Basement Bettas

Raising Show Quality Bettas

Feeding White Worms

My last post was on starting and keeping a White Worm culture. If you cruise the net you will find that most people will harvest the worms by taking something like a plastic cd case, spritz it with water and sprinkle a food on it. They will then place this food side down on the white worm’s soil. The next day they remove the plastic and rinse the worms into a bowl of water. They then use a dropper to suck up the worms and feed to their fish. I tried that and several variations of that, and it just was too much a pain to do every day. So, ever the mad scientist I played around until this is how I now harvest my white worms.

The next time you are at Wal-Mart, go to the kitchen gadget isle and pick up some of these stainless condiment cups. I think they are like four for $1. Get several.. they are very handy in the fish room. I fed my worms the previous day so I use my spoon to dig gently around where I buried food. You will see piles of worms.. scoop with the spoon and place them into the cup until it is full. Then, take a mister, and spritz the top of the soil a few times. You want it damp but not soaking wet. Tap water is fine to use.

Then, take another cup and cover the cup of worms. Once covered just set them aside for a bit. Spritzing the soil is going to reduce the amount of oxygen in the soil and the worms are going to head for the top. Keeping a cover over the top will make more of them surface as the worms prefer the darkness.. and keep the worms in the cups. It is not unusual for the worms to be bunched up in the top cup as well. Leave the top off and you can end up with worms all over the counter. Don’t ask me how I know..

Before long the worms will start to come to the surface. This photo was taken about 30 minutes after spritzing the worms with water. It does take some time to harvest the worms this way, so you may want to make this a second or third feeding. I feed another type of food first thing in the morning and prepare the worms at the same time.
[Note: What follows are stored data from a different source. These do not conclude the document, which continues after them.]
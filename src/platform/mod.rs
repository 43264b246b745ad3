//! Platform abstraction layer
//!
//! Handles browser/native differences for:
//! - Input events (edge detection for the confirm action)
//! - Storage (LocalStorage on web, in-memory elsewhere)

pub mod input;
pub mod storage;

pub use input::KeyState;
pub use storage::{KeyValueStore, MemoryStore, StorageError};

#[cfg(target_arch = "wasm32")]
pub use storage::LocalStore;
Then, in the afternoon, I have a ready snack of fat white worms to treat my Bettas. This photo was taken about 2 hours after the worms were spritzed. Because they are on the top of the soil, they are clean and very easy to feed. If you leave them too long you will get dead worms.. so feed them within a few hours of doing this.

To feed, I use a pair of tweezers to grab a few worms and drop them into the Betta containers. My Bettas love them so much I have a few that will jump out of the water to grab the worms off the tweezers. You can even use the tweezers to dig into the soil and grab additional worms that have not made it to the surface. Usually, I am not able to get all the worms out of the dirt, so I just dump what’s left back into a worm culture. Because it is wetter then the worm culture soil, I dump it in a corner and the next day I stir it back into the mix when I flip the culture. The worms have migrated out of it and it dries a bit so is much easier to work back into the soil. The stainless cups are easy to wash and use over and over again. Though not instant, this method produceds lots of very clean worms to feed your fish.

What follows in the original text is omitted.